D. Penetapan Kadar Saponin


a. Penetapan Kadar
Sebanyak 0,625 g ekstrak direfluks dengan petroleum eter sebanyak 25 mL pada suhu
60-80°C selama 30 menit. Buang larutan petroleum eter yang telah dingin dan residu
yang tertinggal dilarutkan dalam 25 mL etil asetat, pisahkan larutan etil asetat dengan
residu dalam corong pisah. Residu yang tertinggal dilarutkan dengan n- butanol masing-
masing dengan 25 mL sebanyak 3 kali. Campur seluruh larutan n-butanol dan uapkan
dengan penangas air. Sisa penguapan dilarutkan dengan 5 mL metanol kemudian
ditambahkan ke dalam 25 mL dietil eter sambil diaduk. Endapan yang terbentuk dituang
pada kertas saring yang telah diketahui bobotnya. Keringkan kertas saring kemudian
ditimbang sampai bobot tetap.
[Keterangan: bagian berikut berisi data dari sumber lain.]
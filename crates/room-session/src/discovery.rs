//! Client-side room discovery.
//!
//! The loop is polled on every controller tick while the client is
//! discovering. It issues a query only once per `interval` and matches
//! responses against the configured room name exactly; the first match in
//! response order wins. A miss is not an error, the next interval simply
//! queries again. There is no backoff.

use crate::collaborators::{DirectoryClient, RoomCandidate};
use crate::observability::metrics;
use std::time::{Duration, Instant};
use tracing::debug;

/// Fixed-interval discovery query driver.
#[derive(Debug)]
pub struct DiscoveryLoop {
    room_name: String,
    interval: Duration,
    last_discovery_at: Option<Instant>,
}

impl DiscoveryLoop {
    #[must_use]
    pub fn new(room_name: impl Into<String>, interval: Duration) -> Self {
        Self {
            room_name: room_name.into(),
            interval,
            last_discovery_at: None,
        }
    }

    /// Issue a discovery query if the interval has elapsed.
    ///
    /// Returns `true` when a query was sent.
    pub fn tick(&mut self, now: Instant, directory: &dyn DirectoryClient) -> bool {
        if !self.is_due(now) {
            return false;
        }
        self.last_discovery_at = Some(now);
        debug!(
            target: "room.session.discovery",
            room_name = %self.room_name,
            "Starting room discovery"
        );
        directory.discover_rooms();
        metrics::record_discovery_query();
        true
    }

    /// Restart the interval without querying, so the next query waits a
    /// full interval from `now`.
    pub fn defer(&mut self, now: Instant) {
        self.last_discovery_at = Some(now);
    }

    /// First candidate whose name equals the configured room name.
    #[must_use]
    pub fn match_candidate<'a>(&self, rooms: &'a [RoomCandidate]) -> Option<&'a RoomCandidate> {
        rooms.iter().find(|room| room.name == self.room_name)
    }

    fn is_due(&self, now: Instant) -> bool {
        match self.last_discovery_at {
            None => true,
            Some(last) => now.saturating_duration_since(last) > self.interval,
        }
    }
}

#[cfg(test)]
#[allow(clippy::unwrap_used, clippy::expect_used)]
mod tests {
    use super::*;
    use crate::collaborators::{EventSink, NotificationSource, SubscriptionId, TimeoutBehaviour};
    use std::sync::atomic::{AtomicU32, Ordering};

    #[derive(Default)]
    struct QueryCounter {
        queries: AtomicU32,
    }

    impl NotificationSource for QueryCounter {
        fn subscribe(&self, _sink: EventSink) -> SubscriptionId {
            SubscriptionId(0)
        }
        fn unsubscribe(&self, _id: SubscriptionId) {}
    }

    impl DirectoryClient for QueryCounter {
        fn create_and_join(&self, _room_name: &str, _public: bool) {}
        fn discover_rooms(&self) {
            self.queries.fetch_add(1, Ordering::SeqCst);
        }
        fn join_by_code(&self, _join_code: &str) {}
        fn ping(&self) {}
        fn set_timeout_behaviour(&self, _behaviour: TimeoutBehaviour) {}
    }

    #[test]
    fn test_first_exact_match_wins() {
        let discovery = DiscoveryLoop::new("Target", Duration::from_secs(2));
        let rooms = vec![
            RoomCandidate::new("Other", "c1"),
            RoomCandidate::new("Target", "c2"),
            RoomCandidate::new("Target", "c3"),
        ];

        let matched = discovery.match_candidate(&rooms).unwrap();
        assert_eq!(matched.join_code, "c2");
    }

    #[test]
    fn test_match_is_exact() {
        let discovery = DiscoveryLoop::new("Lab", Duration::from_secs(2));
        let rooms = vec![
            RoomCandidate::new("lab", "x1"),
            RoomCandidate::new("Lab ", "x2"),
            RoomCandidate::new("Lab 2", "x3"),
        ];
        assert!(discovery.match_candidate(&rooms).is_none());
        assert!(discovery.match_candidate(&[]).is_none());
    }

    #[test]
    fn test_queries_gated_by_interval() {
        let directory = QueryCounter::default();
        let mut discovery = DiscoveryLoop::new("Lab", Duration::from_secs(2));
        let t0 = Instant::now();

        // First tick always queries
        assert!(discovery.tick(t0, &directory));
        // Within the interval nothing happens, including exactly at the boundary
        assert!(!discovery.tick(t0 + Duration::from_millis(500), &directory));
        assert!(!discovery.tick(t0 + Duration::from_secs(2), &directory));
        // Past the interval a new query goes out
        assert!(discovery.tick(t0 + Duration::from_millis(2001), &directory));

        assert_eq!(directory.queries.load(Ordering::SeqCst), 2);
        // The interval restarts from the last query
        assert!(!discovery.tick(t0 + Duration::from_millis(4001), &directory));
    }

    #[test]
    fn test_defer_restarts_interval() {
        let directory = QueryCounter::default();
        let mut discovery = DiscoveryLoop::new("Lab", Duration::from_secs(2));
        let t0 = Instant::now();

        discovery.tick(t0, &directory);
        discovery.defer(t0 + Duration::from_secs(3));

        assert!(!discovery.tick(t0 + Duration::from_secs(4), &directory));
        assert!(discovery.tick(t0 + Duration::from_millis(5001), &directory));
        assert_eq!(directory.queries.load(Ordering::SeqCst), 2);
    }
}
Kertas saring sebelum dan sesudah penyaringan dihitung
selisihnya, hasil tersebut ditetapkan sebagai kadar saponin (Noviyanty et al., 2020).
Penetapan kadar saponin dilakukan sebanyak 3 kali pengulangan dengan prosedur yang
sama. Kemudian lakukan uji penegasan dengan uji busa, mengeruk endapan sebanyak
0,1 g, dimasukkan ke dalam tabung reaksi ditambahkan aquadest 10 mL, dikocok selama
10 detik, dibiarkan selama 10 menit, ditambahkan 1 mL larutan HCl 2 N, busa yang
terbentuk stabil setelah penambahan HCl 2 N, menunjukkan endapan positif
mengandung saponin (Ramadhan et al., 2020).

b. Analisis Data
Analisis data kadar saponin dilakukan secara univariat, dimana dihitung menggunakan
rumus:
Kadar saponin = X2−X1/ A x 100 %

Keterangan:
X1 = bobot kertas saring (g)
X2 = bobot kertas saring + endapan saponin (g)
A = bobot ekstrak (g) (Noviyanty et al., 2021).